Protective role of interlekin-1 alpha gene polymorphism in Chinese Han population with sporadic Parkinson’s disease

• Published in: Neuroscience letters Vol. 445; no. 1; pp. 23 - 25
• Main Authors: Zhou, Yong-tao, Yang, Jin-fang, Zhang, Yan-li, Wang, Xing-yu, Chan, Piu
• Format: Journal Article
• Language: English
• Published: Shannon Elsevier Ireland Ltd 07.11.2008; Elsevier
• Subjects: Aged; Asian Continental Ancestry Group - ethnology; Biological and medical sciences; Chi-Square Distribution; Degenerative and inherited degenerative diseases of the nervous system. Leukodystrophies. Prion diseases; Female; Fundamental and applied biological sciences.
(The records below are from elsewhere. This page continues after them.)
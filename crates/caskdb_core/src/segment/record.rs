//! Log record codec.
//!
//! ```text
//! | checksum u32 | timestamp i64 | key_len i32 | value_len i32 | key | value |
//! ```
//!
//! All header fields are big-endian. The checksum is CRC-32 (IEEE) over
//! everything after the checksum field. A `value_len` of -1 marks a
//! deletion and is followed by no value bytes.

use crate::error::{CoreError, CoreResult, Corruption};
use crate::types::TombstoneEncoding;

/// Size of the fixed record header in bytes.
pub const HEADER_SIZE: usize = 20;

/// `value_len` written for a deletion record.
const TOMBSTONE_VALUE_LEN: i32 = -1;

/// Largest key or value a record can hold.
pub const MAX_FIELD_LEN: usize = i32::MAX as usize;

/// Returns the encoded size of a record with the given key and value lengths.
#[must_use]
pub const fn encoded_len(key_len: usize, value_len: usize) -> u64 {
    (HEADER_SIZE + key_len + value_len) as u64
}

/// Decoded fixed-size record header.
#[derive(Debug, Clone, Copy, PartialEq, Eq)]
pub struct RecordHeader {
    /// Stored checksum.
    pub checksum: u32,
    /// Write timestamp.
    pub timestamp: i64,
    /// Key length in bytes.
    pub key_len: u32,
    /// Value length in bytes, `None` for a deletion record.
    pub value_len: Option<u32>,
}

impl RecordHeader {
    /// Parses a header, rejecting lengths no writer produces.
    pub fn decode(buf: &[u8; HEADER_SIZE]) -> Result<Self, Corruption> {
        let checksum = u32::from_be_bytes([buf[0], buf[1], buf[2], buf[3]]);
        let timestamp = i64::from_be_bytes([
            buf[4], buf[5], buf[6], buf[7], buf[8], buf[9], buf[10], buf[11],
        ]);
        let raw_key_len = i32::from_be_bytes([buf[12], buf[13], buf[14], buf[15]]);
        let raw_value_len = i32::from_be_bytes([buf[16], buf[17], buf[18], buf[19]]);

        let key_len = u32::try_from(raw_key_len).map_err(|_| Corruption::InvalidLength {
            field: "key_len",
            value: raw_key_len,
        })?;
        let value_len = match raw_value_len {
            TOMBSTONE_VALUE_LEN => None,
            len => Some(u32::try_from(len).map_err(|_| Corruption::InvalidLength {
                field: "value_len",
                value: len,
            })?),
        };

        Ok(Self {
            checksum,
            timestamp,
            key_len,
            value_len,
        })
    }

    /// Number of key and value bytes following the header.
    #[must_use]
    pub fn body_len(&self) -> u64 {
        u64::from(self.key_len) + u64::from(self.value_len.unwrap_or(0))
    }

    /// Total encoded size including the header.
    #[must_use]
    pub fn record_len(&self) -> u64 {
        HEADER_SIZE as u64 + self.body_len()
    }
}

/// One decoded log record.
#[derive(Debug, Clone, PartialEq, Eq)]
pub struct Record {
    /// Write timestamp (microseconds since the Unix epoch).
    pub timestamp: i64,
    /// Key bytes.
    pub key: Vec<u8>,
    /// Value bytes, empty for a flagged deletion.
    pub value: Vec<u8>,
    /// Whether the header carries the deletion flag.
    pub tombstone: bool,
}

impl Record {
    /// Creates a put record.
    #[must_use]
    pub fn put(key: Vec<u8>, value: Vec<u8>, timestamp: i64) -> Self {
        Self {
            timestamp,
            key,
            value,
            tombstone: false,
        }
    }

    /// Creates a flagged deletion record.
    #[must_use]
    pub fn tombstone(key: Vec<u8>, timestamp: i64) -> Self {
        Self {
            timestamp,
            key,
            value: Vec::new(),
            tombstone: true,
        }
    }

    /// Returns whether replay should treat this record as a deletion.
    #[must_use]
    pub fn is_deletion(&self, encoding: TombstoneEncoding) -> bool {
        match encoding {
            TombstoneEncoding::Flag => self.tombstone,
            TombstoneEncoding::ZeroByte => {
                self.tombstone || self.value == TombstoneEncoding::ZERO_BYTE_MARKER
            }
        }
    }

    /// Offset of the value relative to the start of the record.
    #[must_use]
    pub fn value_offset(&self) -> u64 {
        (HEADER_SIZE + self.key.len()) as u64
    }

    /// Returns the encoded size of this record.
    #[must_use]
    pub fn encoded_len(&self) -> u64 {
        encoded_len(self.key.len(), self.value.len())
    }

    /// Encodes the record.
    pub fn encode(&self) -> CoreResult<Vec<u8>> {
        let value = if self.tombstone { None } else { Some(self.value.as_slice()) };
        encode_parts(&self.key, value, self.timestamp)
    }

    /// Decodes a record from the start of `data`.
    ///
    /// Trailing bytes after the record are ignored.
    pub fn decode(data: &[u8]) -> CoreResult<Self> {
        decode_parts(data).map_err(|reason| CoreError::corrupt(0, reason))
    }
}

/// Encodes a put record.
pub fn encode(key: &[u8], value: &[u8], timestamp: i64) -> CoreResult<Vec<u8>> {
    encode_parts(key, Some(value), timestamp)
}

/// Encodes a flagged deletion record.
pub fn encode_tombstone(key: &[u8], timestamp: i64) -> CoreResult<Vec<u8>> {
    encode_parts(key, None, timestamp)
}

/// Checks that a field fits a signed 32-bit length.
pub(crate) fn length_field(len: usize) -> CoreResult<i32> {
    i32::try_from(len).map_err(|_| CoreError::validation("key or value exceeds 2 GiB"))
}

fn encode_parts(key: &[u8], value: Option<&[u8]>, timestamp: i64) -> CoreResult<Vec<u8>> {
    let key_len = length_field(key.len())?;
    let value_len = match value {
        Some(v) => length_field(v.len())?,
        None => TOMBSTONE_VALUE_LEN,
    };
    let value = value.unwrap_or_default();

    let mut buf = Vec::with_capacity(HEADER_SIZE + key.len() + value.len());
    buf.extend_from_slice(&[0u8; 4]);
    buf.extend_from_slice(&timestamp.to_be_bytes());
    buf.extend_from_slice(&key_len.to_be_bytes());
    buf.extend_from_slice(&value_len.to_be_bytes());
    buf.extend_from_slice(key);
    buf.extend_from_slice(value);

    let checksum = crc32fast::hash(&buf[4..]);
    buf[..4].copy_from_slice(&checksum.to_be_bytes());
    Ok(buf)
}

pub(crate) fn decode_parts(data: &[u8]) -> Result<Record, Corruption> {
    let Some(header_bytes) = data.first_chunk::<HEADER_SIZE>() else {
        return Err(Corruption::Truncated {
            needed: HEADER_SIZE as u64,
            available: data.len() as u64,
        });
    };
    let header = RecordHeader::decode(header_bytes)?;

    let record_len = header.record_len();
    if (data.len() as u64) < record_len {
        return Err(Corruption::Truncated {
            needed: record_len,
            available: data.len() as u64,
        });
    }

    // record_len <= data.len() so it fits in usize
    let record = &data[..record_len as usize];
    verify_checksum(&header, &record[HEADER_SIZE..])?;
    Ok(build_record(&header, &record[HEADER_SIZE..]))
}

/// Recomputes the checksum of a record given its header and body bytes.
pub(crate) fn verify_checksum(header: &RecordHeader, body: &[u8]) -> Result<(), Corruption> {
    let mut hasher = crc32fast::Hasher::new();
    hasher.update(&header.timestamp.to_be_bytes());
    hasher.update(&(header.key_len as i32).to_be_bytes());
    let value_len = header.value_len.map_or(TOMBSTONE_VALUE_LEN, |len| len as i32);
    hasher.update(&value_len.to_be_bytes());
    hasher.update(body);
    let actual = hasher.finalize();

    if actual != header.checksum {
        return Err(Corruption::ChecksumMismatch {
            expected: header.checksum,
            actual,
        });
    }
    Ok(())
}

/// Splits a verified body into key and value.
pub(crate) fn build_record(header: &RecordHeader, body: &[u8]) -> Record {
    let (key, value) = body.split_at(header.key_len as usize);
    Record {
        timestamp: header.timestamp,
        key: key.to_vec(),
        value: value.to_vec(),
        tombstone: header.value_len.is_none(),
    }
}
Psychology; Gene Frequency; Genetic Predisposition to Disease; Genotype; Humans; Interleukin-1 alpha gene; Interleukin-1alpha - genetics; Male; Medical sciences; Middle Aged; Neurology; Parkinson Disease - epidemiology; Parkinson Disease - genetics; Parkinson’s disease; Polymorphism; Polymorphism, Genetic - genetics; Risk; Vertebrates: nervous system and sense organs; Parkinson’s disease; Interleukin-1 alpha gene; Polymorphism; Nervous system diseases; Parkinson's disease; Cytokine; Central nervous system disease; Interleukin 1; Parkinson disease; Degenerative disease; Cerebral disorder; Extrapyramidal syndrome
• ISSN: 0304-3940; 1872-7972
• DOI: 10.1016/j.neulet.2008.08.054

Parkinson’s disease is the second most common neurodegenerative disorders after Alzheimer’s disease in the elderly. Abundant evidence showed that proinflammatory factors were involved in the pathogenesis of sporadic Parkinson’s disease (SPD). Interleukin-1 (IL-1) is a cytokine that plays an important role in neurodegenerative disease. Previous association studies between genetic polymorphisms of IL-1 alpha and PD have showed conflicting results and no such study was done in Chinese. We recruited 533 SPD patients and 530 controls in Chinese Han population to investigate the association of IL-1α C-899T allele and risk for PD. Real-time PCR was used to detect the polymorphism, and multiple logistic regression, Chi square test and survival analysis were performed to explore the association. The distribution of IL-1α alleles was significantly different between the cases and controls, and the T allele was associated with a reduced risk of PD (OR: 0.72, 95%CI: 0.54–0.97, ρ = 0.033). However, survival analysis showed that the T allele did not delay the onset age of PD (T allele vs. non-T allele log rank: χ 2 = 0.14, p = 0.70). Our data suggest that the T allele carriers have less inclination to have PD in Chinese Han population.